All of lore.kernel.org
 help / color / mirror / Atom feed
From: Tvrtko Ursulin <tvrtko.ursulin@linux.intel.com>
To: John Harrison <john.c.harrison@intel.com>,
	Intel-GFX@Lists.FreeDesktop.Org
Cc: DRI-Devel@Lists.FreeDesktop.Org
Subject: Re: [Intel-gfx] [PATCH 2/3] drm/i915/gt: Make the heartbeat play nice with long pre-emption timeouts
Date: Wed, 2 Mar 2022 11:07:14 +0000	[thread overview]
Message-ID: <42b114a7-04ea-71eb-7cd6-507fb4fb1655@linux.intel.com> (raw)
In-Reply-To: <8fb0a3a7-7968-79cb-9ea1-e31b0593acaa@intel.com>


On 01/03/2022 20:59, John Harrison wrote:
> On 3/1/2022 04:09, Tvrtko Ursulin wrote:
>>
>> I'll trim it a bit again..
>>
>> On 28/02/2022 18:55, John Harrison wrote:
>>> On 2/28/2022 09:12, Tvrtko Ursulin wrote:
>>>> On 25/02/2022 18:48, John Harrison wrote:
>>>>> On 2/25/2022 10:14, Tvrtko Ursulin wrote:
>>
>> [snip]
>>
>>>>>> Your only objection is that ends up with too long total time 
>>>>>> before reset? Or something else as well?
>>>>> An unnecessarily long total heartbeat timeout is the main 
>>>>> objection. (2.5 + 12) * 5 = 72.5 seconds. That is a massive change 
>>>>> from the current 12.5s.
>>>>>
>>>>> If we are happy with that huge increase then fine. But I'm pretty 
>>>>> sure you are going to get a lot more bug reports about hung systems 
>>>>> not recovering. 10-20s is just about long enough for someone to 
>>>>> wait before leaning on the power button of their machine. Over a 
>>>>> minute is not. That kind of delay is going to cause support issues.
>>>>
>>>> Sorry I wrote 12s, while you actually said tP * 12, so 7.68s, chosen 
>>>> just so it is longer than tH * 3?
>>>>
>>>> And how do you keep coming up with factor of five?
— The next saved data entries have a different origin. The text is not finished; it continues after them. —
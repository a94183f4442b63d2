//! # Eligibility engine
//!
//! A pure function from (assessed value, comparable sales, address quality, rule pack) to a decision, a confidence
//! score, the factors that explain it, and the derived metrics. No I/O happens here, and for identical inputs
//! (including `today`) the output is identical.
//!
//! The decision rule is exactly
//!
//! ```text
//!   ELIGIBLE  <=>  comps_used_count >= min_comps AND comps_lower_count >= min_lower_comps
//! ```
//!
//! Confidence is a linear score and never feeds back into the decision.
use std::cmp::Ordering;

use appeal_common::format_dollars;
use chrono::{Months, NaiveDate};
use property_data::ComparableSale;

use crate::db_types::{EligibilityFactor, EligibilityMetrics, PrecheckDecision, RuleConfig};

/// Comps at or above this share of lower-priced sales count as a strong signal.
pub const HIGH_LOWER_RATIO: f64 = 0.4;
/// A lower comp at least this far below the assessed value (as a fraction of it) earns the gap bonus.
pub const LARGE_GAP: f64 = 0.1;
/// Comp count that earns the "many comps" confidence bonus.
pub const MANY_COMPS: usize = 5;

#[derive(Debug, Clone)]
pub struct EligibilityInput<'a> {
    pub assessed_value: i64,
    pub comps: &'a [ComparableSale],
    pub address_quality_score: i64,
    pub has_property_data_conflict: bool,
    pub rules: &'a RuleConfig,
    /// The civil date the comp age window is measured from
    pub today: NaiveDate,
}

#[derive(Debug, Clone, PartialEq)]
pub struct EligibilityResult {
    pub decision: PrecheckDecision,
    pub confidence: f64,
    pub factors: Vec<EligibilityFactor>,
    pub metrics: EligibilityMetrics,
    /// The comps that survived filtering, in canonical order
    pub comps: Vec<ComparableSale>,
    pub explanation: String,
}

pub fn compute_eligibility(input: &EligibilityInput<'_>) -> EligibilityResult {
    let rules = input.rules;
    let assessed = input.assessed_value;
    let mut factors = Vec::new();

    let recent = filter_by_age(input.comps, rules.max_comp_age_months, input.today);
    let (mut comps, filtered) = remove_outliers(recent, rules.outlier_low_factor, rules.outlier_high_factor);
    if filtered {
        factors.push(EligibilityFactor::OutlierFiltered);
    }
    sort_comps(&mut comps);

    let comps_used_count = comps.len();
    let lower = comps.iter().filter(|c| c.sale_price < assessed).collect::<Vec<_>>();
    let comps_lower_count = lower.len();
    let comps_lower_ratio =
        if comps_used_count > 0 { comps_lower_count as f64 / comps_used_count as f64 } else { 0.0 };
    let best_lower_comp_gap = if assessed > 0 {
        lower.iter().map(|c| (assessed - c.sale_price) as f64 / assessed as f64).fold(0.0, f64::max)
    } else {
        0.0
    };

    let low_quality = input.address_quality_score < rules.low_quality_threshold;
    if comps_used_count >= rules.min_comps {
        factors.push(EligibilityFactor::CompsFound);
    }
    if comps_lower_count >= rules.min_lower_comps {
        factors.push(EligibilityFactor::CompsLowerThanAssessed);
    }
    if comps_lower_ratio >= HIGH_LOWER_RATIO {
        factors.push(EligibilityFactor::LowerCompRatioHigh);
    }
    if low_quality {
        factors.push(EligibilityFactor::AddressQualityLow);
    }
    if input.has_property_data_conflict {
        factors.push(EligibilityFactor::PropertyDataConflict);
    }
    if comps_used_count < rules.min_comps {
        factors.push(EligibilityFactor::InsufficientComps);
    }

    let decision = if comps_used_count >= rules.min_comps && comps_lower_count >= rules.min_lower_comps {
        PrecheckDecision::Eligible
    } else {
        PrecheckDecision::NotEligible
    };

    let mut confidence = rules.confidence_base;
    if comps_used_count >= MANY_COMPS {
        confidence += rules.confidence_comps_5_bonus;
    }
    if comps_lower_ratio >= HIGH_LOWER_RATIO {
        confidence += rules.confidence_ratio_40_bonus;
    }
    if best_lower_comp_gap >= LARGE_GAP {
        confidence += rules.confidence_gap_10_bonus;
    }
    if low_quality {
        confidence -= rules.confidence_low_quality_penalty;
    }
    if input.has_property_data_conflict {
        confidence -= rules.confidence_conflict_penalty;
    }
    let confidence = clamp_unit(confidence);

    let metrics = EligibilityMetrics {
        assessed_value: assessed,
        comps_used_count,
        comps_lower_count,
        comps_lower_ratio,
        best_lower_comp_gap,
    };
    let explanation = explain(decision, &metrics);
    EligibilityResult { decision, confidence, factors, metrics, comps, explanation }
}

/// Keeps comps sold on or after the date `max_age_months` before `today`.
pub fn filter_by_age(comps: &[ComparableSale], max_age_months: u32, today: NaiveDate) -> Vec<ComparableSale> {
    let cutoff = today.checked_sub_months(Months::new(max_age_months)).unwrap_or(NaiveDate::MIN);
    comps.iter().filter(|c| c.sold_date >= cutoff).cloned().collect()
}

/// The median sale price. With an even number of comps, the mean of the two middle prices.
pub fn median_price(comps: &[ComparableSale]) -> Option<f64> {
    if comps.is_empty() {
        return None;
    }
    let mut prices = comps.iter().map(|c| c.sale_price).collect::<Vec<_>>();
    prices.sort_unstable();
    let mid = prices.len() / 2;
    let median = if prices.len() % 2 == 0 {
        (prices[mid - 1] as f64 + prices[mid] as f64) / 2.0
    } else {
        prices[mid] as f64
    };
    Some(median)
}

/// Drops comps priced outside `[median × low, median × high]`, repeating until the band is stable so that the result
/// is a fixed point of the filter. Returns the surviving comps (in their original relative order) and whether any
/// comp was dropped.
pub fn remove_outliers(comps: Vec<ComparableSale>, low: f64, high: f64) -> (Vec<ComparableSale>, bool) {
    let mut comps = comps;
    let mut dropped_any = false;
    while let Some(median) = median_price(&comps) {
        let (lower, upper) = (median * low, median * high);
        let before = comps.len();
        comps.retain(|c| {
            let price = c.sale_price as f64;
            price >= lower && price <= upper
        });
        if comps.len() == before {
            break;
        }
        dropped_any = true;
    }
    (comps, dropped_any)
}

/// Canonical comp order: similarity descending (missing = 0), then distance ascending (missing = infinitely far),
/// then sale date descending. The sort is stable.
pub fn sort_comps(comps: &mut [ComparableSale]) {
    comps.sort_by(compare_comps);
}

pub fn compare_comps(a: &ComparableSale, b: &ComparableSale) -> Ordering {
    let sim_a = a.similarity_score.unwrap_or(0.0);
    let sim_b = b.similarity_score.unwrap_or(0.0);
    let dist_a = a.distance_miles.unwrap_or(f64::INFINITY);
    let dist_b = b.distance_miles.unwrap_or(f64::INFINITY);
    sim_b.total_cmp(&sim_a).then_with(|| dist_a.total_cmp(&dist_b)).then_with(|| b.sold_date.cmp(&a.sold_date))
}

fn clamp_unit(value: f64) -> f64 {
    if value.is_nan() {
        0.0
    } else {
        value.clamp(0.0, 1.0)
    }
}

fn explain(decision: PrecheckDecision, metrics: &EligibilityMetrics) -> String {
    let value = format_dollars(metrics.assessed_value);
    match decision {
        PrecheckDecision::Eligible => format!(
            "Found {} comparable sales, {} of which sold below the assessed value of ${value}. This property may be \
             over-assessed.",
            metrics.comps_used_count, metrics.comps_lower_count
        ),
        PrecheckDecision::NotEligible => format!(
            "Found {} comparable sales. Insufficient evidence of over-assessment relative to the assessed value of \
             ${value}.",
            metrics.comps_used_count
        ),
    }
}
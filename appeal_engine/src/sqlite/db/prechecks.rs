use chrono::{DateTime, Utc};
use log::debug;
use sqlx::{types::Json, SqliteConnection};

use crate::db_types::{NewPrecheck, Precheck, PrecheckId, ENGINE_VERSION};

pub async fn insert(precheck: NewPrecheck, conn: &mut SqliteConnection) -> Result<Precheck, sqlx::Error> {
    let id = PrecheckId::random();
    let rule_pack_id = precheck.snapshot_config.rule_pack_id.clone();
    let precheck: Precheck = sqlx::query_as(
        r#"
            INSERT INTO prechecks (
                id,
                user_id,
                property_id,
                decision,
                confidence,
                factors,
                metrics,
                snapshot_config,
                rule_pack_id,
                metadata,
                explanation,
                engine_version,
                confirmed_by_user,
                created_at
            ) VALUES ($1, $2, $3, $4, $5, $6, $7, $8, $9, $10, $11, $12, $13, $14)
            RETURNING *;
        "#,
    )
    .bind(id.as_str())
    .bind(precheck.user_id)
    .bind(precheck.property_id)
    .bind(precheck.decision)
    .bind(precheck.confidence)
    .bind(Json(precheck.factors))
    .bind(Json(precheck.metrics))
    .bind(Json(precheck.snapshot_config))
    .bind(rule_pack_id)
    .bind(Json(precheck.metadata))
    .bind(precheck.explanation)
    .bind(ENGINE_VERSION)
    .bind(precheck.confirmed_by_user)
    .bind(precheck.created_at)
    .fetch_all(conn)
    .await?
    .pop()
    .ok_or(sqlx::Error::RowNotFound)?;
    debug!("🗃️ Precheck {} saved for user {} ({})", precheck.id, precheck.user_id, precheck.decision);
    Ok(precheck)
}

pub async fn fetch_by_id(id: &PrecheckId, conn: &mut SqliteConnection) -> Result<Option<Precheck>, sqlx::Error> {
    let precheck =
        sqlx::query_as("SELECT * FROM prechecks WHERE id = $1").bind(id.as_str()).fetch_optional(conn).await?;
    Ok(precheck)
}

/// The most recent precheck by the user for the property with the given place identifier within `[since, until)`.
pub async fn fetch_latest_for_place(
    user_id: &str,
    place_id: &str,
    since: DateTime<Utc>,
    until: DateTime<Utc>,
    conn: &mut SqliteConnection,
) -> Result<Option<Precheck>, sqlx::Error> {
    let precheck = sqlx::query_as(
        r#"
            SELECT prechecks.* FROM prechecks
            JOIN properties ON properties.id = prechecks.property_id
            WHERE prechecks.user_id = $1
              AND properties.place_id = $2
              AND prechecks.created_at >= $3
              AND prechecks.created_at < $4
            ORDER BY prechecks.created_at DESC
            LIMIT 1
        "#,
    )
    .bind(user_id)
    .bind(place_id)
    .bind(since)
    .bind(until)
    .fetch_optional(conn)
    .await?;
    Ok(precheck)
}

pub async fn count_for_user(
    user_id: &str,
    since: DateTime<Utc>,
    until: DateTime<Utc>,
    conn: &mut SqliteConnection,
) -> Result<i64, sqlx::Error> {
    let count: i64 = sqlx::query_scalar(
        "SELECT COUNT(*) FROM prechecks WHERE user_id = $1 AND created_at >= $2 AND created_at < $3",
    )
    .bind(user_id)
    .bind(since)
    .bind(until)
    .fetch_one(conn)
    .await?;
    Ok(count)
}
use std::{sync::Arc, time::Duration};

use appeal_engine::{db_types::ReportId, snapshot::ReportSnapshot, DigestRenderer, RenderError, ReportRenderer};
use log::*;
use reqwest::{
    header::{HeaderMap, HeaderValue, AUTHORIZATION, CONTENT_TYPE},
    Client,
};
use serde::{Deserialize, Serialize};

use crate::config::RendererConfig;

#[derive(Serialize)]
struct RenderRequest<'a> {
    report_id: &'a ReportId,
    snapshot: &'a ReportSnapshot,
}

#[derive(Deserialize)]
struct RenderResponse {
    pdf_url: String,
}

/// Posts snapshots to the PDF rendering service, which stores the file and replies with its location.
#[derive(Clone)]
pub struct HttpRenderer {
    url: String,
    timeout: Duration,
    client: Arc<Client>,
}

impl HttpRenderer {
    pub fn new(config: &RendererConfig) -> Result<Self, RenderError> {
        let mut headers = HeaderMap::with_capacity(2);
        let val = HeaderValue::from_str(&format!("Bearer {}", config.secret.reveal()))
            .map_err(|e| RenderError::Unavailable(format!("Invalid renderer secret. {e}")))?;
        headers.insert(AUTHORIZATION, val);
        headers.insert(CONTENT_TYPE, HeaderValue::from_static("application/json"));
        let client = Client::builder()
            .default_headers(headers)
            .timeout(config.timeout)
            .build()
            .map_err(|e| RenderError::Unavailable(e.to_string()))?;
        Ok(Self { url: config.url.clone(), timeout: config.timeout, client: Arc::new(client) })
    }

    async fn post_render_request<T: Serialize>(&self, report_id: &ReportId, body: &T) -> Result<String, RenderError> {
        let response = self
            .client
            .post(&self.url)
            .json(body)
            .send()
            .await
            .map_err(|e| {
                if e.is_timeout() {
                    RenderError::Unavailable(format!("The renderer did not answer within {} s", self.timeout.as_secs()))
                } else {
                    RenderError::Unavailable(e.to_string())
                }
            })?;
        if !response.status().is_success() {
            let status = response.status().as_u16();
            let message = response.text().await.unwrap_or_default();
            return Err(RenderError::Rejected { report_id: report_id.clone(), status, message });
        }
        let body = response.json::<RenderResponse>().await.map_err(|e| RenderError::InvalidResponse(e.to_string()))?;
        if body.pdf_url.trim().is_empty() {
            return Err(RenderError::InvalidResponse("The renderer returned an empty pdf_url".into()));
        }
        debug!("📄️ Report {report_id} rendered to {}", body.pdf_url);
        Ok(body.pdf_url)
    }
}

impl ReportRenderer for HttpRenderer {
    async fn render(&self, report_id: &ReportId, snapshot: &ReportSnapshot) -> Result<String, RenderError> {
        trace!("📄️ Sending report {report_id} to the renderer");
        self.post_render_request(report_id, &RenderRequest { report_id, snapshot }).await
    }
}

/// The renderer the server runs with. Without a configured rendering service, reports are recorded against their
/// digest location.
#[derive(Clone)]
pub enum ServerRenderer {
    Http(HttpRenderer),
    Digest(DigestRenderer),
}

impl ServerRenderer {
    pub fn from_config(config: &RendererConfig, site_url: &str) -> Self {
        if !config.is_configured() {
            return Self::Digest(DigestRenderer::new(site_url));
        }
        match HttpRenderer::new(config) {
            Ok(renderer) => {
                info!("📄️ Reports will be rendered by {}", config.url);
                Self::Http(renderer)
            },
            Err(e) => {
                error!("📄️ Could not create the renderer client. {e}. Reports will not have a rendered file.");
                Self::Digest(DigestRenderer::new(site_url))
            },
        }
    }
}

impl ReportRenderer for ServerRenderer {
    async fn render(&self, report_id: &ReportId, snapshot: &ReportSnapshot) -> Result<String, RenderError> {
        match self {
            Self::Http(r) => r.render(report_id, snapshot).await,
            Self::Digest(r) => r.render(report_id, snapshot).await,
        }
    }
}
//! The report renderer contract.
//!
//! A renderer turns a content snapshot into a stored artifact and returns its location. Snapshots are
//! self-contained, so a renderer never needs to look anything else up.
use sha2::{Digest, Sha256};
use thiserror::Error;

use crate::{db_types::ReportId, snapshot::ReportSnapshot};

#[derive(Debug, Clone, Error)]
pub enum RenderError {
    #[error("Could not reach the renderer. {0}")]
    Unavailable(String),
    #[error("The renderer rejected report {report_id} with status {status}. {message}")]
    Rejected { report_id: ReportId, status: u16, message: String },
    #[error("Invalid renderer response. {0}")]
    InvalidResponse(String),
    #[error("Could not serialize the snapshot. {0}")]
    Serialization(String),
}

#[allow(async_fn_in_trait)]
pub trait ReportRenderer {
    /// Renders `snapshot` and returns the artifact location.
    async fn render(&self, report_id: &ReportId, snapshot: &ReportSnapshot) -> Result<String, RenderError>;
}

/// A renderer that produces no artifact, but returns the location a deterministic renderer would store it at. The
/// location embeds a digest of the snapshot, so identical snapshots always map to the same location.
#[derive(Debug, Clone, Default)]
pub struct DigestRenderer {
    base_url: String,
}

impl DigestRenderer {
    pub fn new<S: Into<String>>(base_url: S) -> Self {
        Self { base_url: base_url.into() }
    }

    pub fn location_for(&self, report_id: &ReportId, snapshot: &ReportSnapshot) -> Result<String, RenderError> {
        let body = serde_json::to_vec(snapshot).map_err(|e| RenderError::Serialization(e.to_string()))?;
        let digest = Sha256::digest(&body);
        let hex = format!("{digest:x}");
        let base = self.base_url.trim_end_matches('/');
        Ok(format!("{base}/reports/{report_id}/{}.pdf", &hex[..16]))
    }
}

impl ReportRenderer for DigestRenderer {
    async fn render(&self, report_id: &ReportId, snapshot: &ReportSnapshot) -> Result<String, RenderError> {
        self.location_for(report_id, snapshot)
    }
}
Isn't it four 
>>>> periods before "heartbeat stopped"? (Prio normal, hearbeat, barrier 
>>>> and then reset.)
>>> Prio starts at low not normal.
>>
>> Right, slipped my mind since I only keep seeing that one priority 
>> ladder block in intel_engine_heartbeat.c/heartbeat()..
>>
>>>> From the point of view of user experience I agree reasonable 
>>>> responsiveness is needed before user "reaches for the power button".
>>>>
>>>> In your proposal we are talking about 3 * 2.5s + 2 * 7.5s, so 22.5s.
>>>>
>>>> Question of workloads.. what is the actual preempt timeout compute 
>>>> is happy with? And I don't mean compute setups with disabled 
>>>> hangcheck, which you say they want anyway, but if we target defaults 
>>>> for end users. Do we have some numbers on what they are likely to run?
>>> Not that I have ever seen. This is all just finger in the air stuff. 
>>> I don't recall if we invented the number and the compute people 
>>> agreed with it or if they proposed the number to us.
>>
>> Yeah me neither. And found nothing in my email archives. :(
>>
>> Thinking about it today I don't see that disabled timeout is a 
>> practical default.
>>
>> With it, if users have something un-preemptable to run (assuming prio 
>> normal), it would get killed after ~13s (5 * 2.5).
>>
>> If we go for my scheme it gets killed in ~17.5s (3 * (2.5 + 2.5) + 2.5 
>> (third pulse triggers preempt timeout)).
>>
>> And if we go for your scheme it gets killed in ~22.5s (4 * 2.5 + 2 * 3 
>> * 2.5).
> Erm, that is not an apples to apples comparison. Your 17.5 is for an 
> engine reset tripped by the pre-emption timeout, but your 22.5s is for a 
> GT reset tripped by the heartbeat reaching the end and nuking the universe.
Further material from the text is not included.